Rosewater Wind Farm will be located in White County, northwest of Indianapolis. The wind farm will complement the area’s sprawling
corn and soybean fields, providing local farmers with a stable, drought-resistant cash crop in the form of landowner lease payments.
Rosewater Wind Farm will have an installed capacity of 102 megawatts (MW). Rosewater's generation is equivalent to the consumption of more than 25,000 Indiana homes.
Rosewater Wind Farm will yield significant economic benefits to the community in the form of payments to landowners, local spending, and annual community investment.
Rosewater represents a capital investment of approximately $142 million and will disburse millions of dollars in cumulative payments to local governments over the life of the project. The project will create hundreds of full-time equivalent jobs during construction as well as several permanent jobs. Through the project’s lifecycle, millions of dollars will be spent within 50 miles of the wind farm.

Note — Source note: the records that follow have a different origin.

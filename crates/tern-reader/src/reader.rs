use tern_core::{Span, TernError, Value};

use crate::lexer::{Lexer, SpannedToken, Token};

/// Deepest list or quote nesting the reader accepts.
pub const MAX_READ_DEPTH: usize = 512;

/// Builds S-expressions from a token stream, one top-level form at a time.
pub struct Reader<I: Iterator<Item = char>> {
    lexer: Lexer<I>,
    peeked: Option<SpannedToken>,
    last_span: Span,
    depth: usize,
}

impl<'a> Reader<std::str::Chars<'a>> {
    pub fn for_str(input: &'a str) -> Self {
        Reader::new(input.chars())
    }
}

impl<I: Iterator<Item = char>> Reader<I> {
    pub fn new(chars: I) -> Self {
        Reader {
            lexer: Lexer::new(chars),
            peeked: None,
            last_span: Span::new(1, 1),
            depth: 0,
        }
    }

    fn peek(&mut self) -> Result<Option<&Token>, TernError> {
        if self.peeked.is_none() {
            self.peeked = self.lexer.next_token()?;
        }
        Ok(self.peeked.as_ref().map(|t| &t.token))
    }

    fn advance(&mut self) -> Result<Option<SpannedToken>, TernError> {
        let tok = match self.peeked.take() {
            Some(tok) => Some(tok),
            None => self.lexer.next_token()?,
        };
        if let Some(t) = &tok {
            self.last_span = t.span;
        }
        Ok(tok)
    }

    fn eof(&self) -> TernError {
        TernError::read("unexpected end of input", self.last_span)
    }

    /// Read the next top-level form. `Ok(None)` at end of input.
    pub fn read_next(&mut self) -> Result<Option<Value>, TernError> {
        if self.peek()?.is_none() {
            return Ok(None);
        }
        self.parse_expr().map(Some)
    }

    fn parse_expr(&mut self) -> Result<Value, TernError> {
        let Some(tok) = self.advance()? else {
            return Err(self.eof());
        };
        let span = tok.span;
        match tok.token {
            Token::LParen => self.nested(span, |r| r.parse_list(span)),
            Token::Quote => self.nested(span, |r| r.parse_prefixed("quote")),
            Token::Quasiquote => self.nested(span, |r| r.parse_prefixed("quasiquote")),
            Token::Unquote => self.nested(span, |r| r.parse_prefixed("unquote")),
            Token::UnquoteSplice => self.nested(span, |r| r.parse_prefixed("unquote-splicing")),
            Token::Number(n) => Ok(Value::Number(n)),
            Token::String(s) => Ok(Value::string(&s)),
            Token::Symbol(s) => Ok(Value::symbol(&s)),
            Token::Bool(b) => Ok(Value::Bool(b)),
            Token::Nil => Ok(Value::Nil),
            Token::Float(f) => Err(TernError::read(
                format!("floating-point literal {f} has no runtime representation"),
                span,
            )),
            Token::RParen => Err(TernError::read("unexpected ')'", span)),
            Token::Dot => Err(TernError::read("unexpected '.'", span)),
        }
    }

    fn nested(
        &mut self,
        span: Span,
        parse: impl FnOnce(&mut Self) -> Result<Value, TernError>,
    ) -> Result<Value, TernError> {
        if self.depth >= MAX_READ_DEPTH {
            return Err(TernError::read(
                format!("nesting deeper than {MAX_READ_DEPTH}"),
                span,
            ));
        }
        self.depth += 1;
        let result = parse(self);
        self.depth -= 1;
        result
    }

    fn parse_prefixed(&mut self, name: &str) -> Result<Value, TernError> {
        let inner = self.parse_expr()?;
        Ok(Value::list(vec![Value::symbol(name), inner]))
    }

    fn parse_list(&mut self, open: Span) -> Result<Value, TernError> {
        let mut items = Vec::new();
        loop {
            match self.peek()? {
                None => return Err(TernError::read("unterminated list", open)),
                Some(Token::RParen) => {
                    self.advance()?;
                    return Ok(Value::list(items));
                }
                Some(Token::Dot) => {
                    let dot = self.advance()?.map(|t| t.span).unwrap_or(open);
                    if items.is_empty() {
                        return Err(TernError::read("'.' must follow a list element", dot));
                    }
                    let tail = self.parse_expr()?;
                    match self.advance()? {
                        Some(SpannedToken {
                            token: Token::RParen,
                            ..
                        }) => return Ok(Value::improper_list(items, tail)),
                        Some(t) => {
                            return Err(TernError::read(
                                format!("expected ')' after dotted tail, got {:?}", t.token),
                                t.span,
                            ))
                        }
                        None => return Err(TernError::read("unterminated list", open)),
                    }
                }
                Some(_) => items.push(self.parse_expr()?),
            }
        }
    }
}

impl<I: Iterator<Item = char>> Iterator for Reader<I> {
    type Item = Result<Value, TernError>;

    fn next(&mut self) -> Option<Self::Item> {
        self.read_next().transpose()
    }
}

/// Read a single S-expression from a string. Empty input is an error.
pub fn read(input: &str) -> Result<Value, TernError> {
    let mut reader = Reader::for_str(input);
    match reader.read_next()? {
        Some(val) => Ok(val),
        None => Err(reader.eof()),
    }
}

/// Read every top-level S-expression in a string.
pub fn read_many(input: &str) -> Result<Vec<Value>, TernError> {
    Reader::for_str(input).collect()
}
impl Env {
    pub fn new() -> Self {
        Env {
            bindings: RefCell::new(SpurMap::new()),
            parent: None,
        }
    }

    pub fn with_parent(parent: Rc<Env>) -> Self {
        Env {
            bindings: RefCell::new(SpurMap::new()),
            parent: Some(parent),
        }
    }

    pub fn parent(&self) -> Option<&Rc<Env>> {
        self.parent.as_ref()
    }

    /// Look a name up, walking outward through parent frames.
    pub fn get(&self, name: Spur) -> Option<Value> {
        let mut frame = self;
        loop {
            if let Some(val) = frame.bindings.borrow().get(&name) {
                return Some(val.clone());
            }
            match &frame.parent {
                Some(parent) => frame = parent.as_ref(),
                None => return None,
            }
        }
    }

    /// Bind in this frame, shadowing any outer binding.
    pub fn define(&self, name: Spur, val: Value) {
        self.bindings.borrow_mut().insert(name, val);
    }

    /// Overwrite the nearest existing binding. Returns false if there is none.
    pub fn set_existing(&self, name: Spur, val: Value) -> bool {
        let mut frame = self;
        loop {
            if let Some(entry) = frame.bindings.borrow_mut().get_mut(&name) {
                *entry = val;
                return true;
            }
            match &frame.parent {
                Some(parent) => frame = parent.as_ref(),
                None => return false,
            }
        }
    }

    /// `set` semantics: update the nearest binding, or bind here if none exists.
    pub fn assign(&self, name: Spur, val: Value) {
        if !self.set_existing(name, val.clone()) {
            self.define(name, val);
        }
    }

    pub fn contains_local(&self, name: Spur) -> bool {
        self.bindings.borrow().contains_key(&name)
    }

    /// Names bound directly in this frame, sorted by text.
    pub fn local_names(&self) -> Vec<Spur> {
        let mut names: Vec<Spur> = self.bindings.borrow().keys().copied().collect();
        names.sort_by(|a, b| compare_spurs(*a, *b));
        names
    }

    /// Number of frames from this one to the root, inclusive.
    pub fn depth(&self) -> usize {
        let mut depth = 1;
        let mut frame = self;
        while let Some(parent) = &frame.parent {
            depth += 1;
            frame = parent.as_ref();
        }
        depth
    }
}

impl Default for Env {
    fn default() -> Self {
        Self::new()
    }
}

// Frames can reach closures that capture them, so Debug stays shallow.
impl fmt::Debug for Env {
    fn fmt(&self, f: &mut fmt::Formatter<'_>) -> fmt::Result {
        f.debug_struct("Env")
            .field("bindings", &self.bindings.borrow().len())
            .field("depth", &self.depth())
            .finish()
    }
}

Rosewater Wind Farm will save more than 181 million gallons of water each year and will displace carbon emissions from fossil fuel power plants, a major contributor to climate change. Wind energy also enhances air quality by helping to mitigate the health effects of harmful air pollutants.
Rosewater Wind Farm will be compatible with other land uses and will provide a stable form of income to local landowners. Millions of dollars will be paid to the wind farm’s landowners through the life of the project. These supportive landowners participate in long-term lease and easement agreements to host turbines, access roads, and transmission corridors.
Modern wind turbine generators are sophisticated, high-tech machines designed to capture the kinetic energy of the wind and convert it into electricity. A turbine’s blades capture the wind and rotate an internal shaft connected to a gearbox spinning a generator to produce electricity. Tubular steel towers support a hub with three attached blades and a nacelle, which houses the shaft, gearbox, generator, and controls. Wind measurements are collected to automatically rotate the turbine to face the strongest wind and angle, or “pitch,” its blades to optimize the energy captured. Electricity must be produced at just the right frequency and voltage to be compatible with the utility grid.
Rosewater Wind Farm will consist of 20 Vestas V136 4.3 MW wind turbines and 5 Vestas V150 3.6 MW wind turbines.
Made in the USA
The vast majority of wind farm equipment is manufactured in the United States.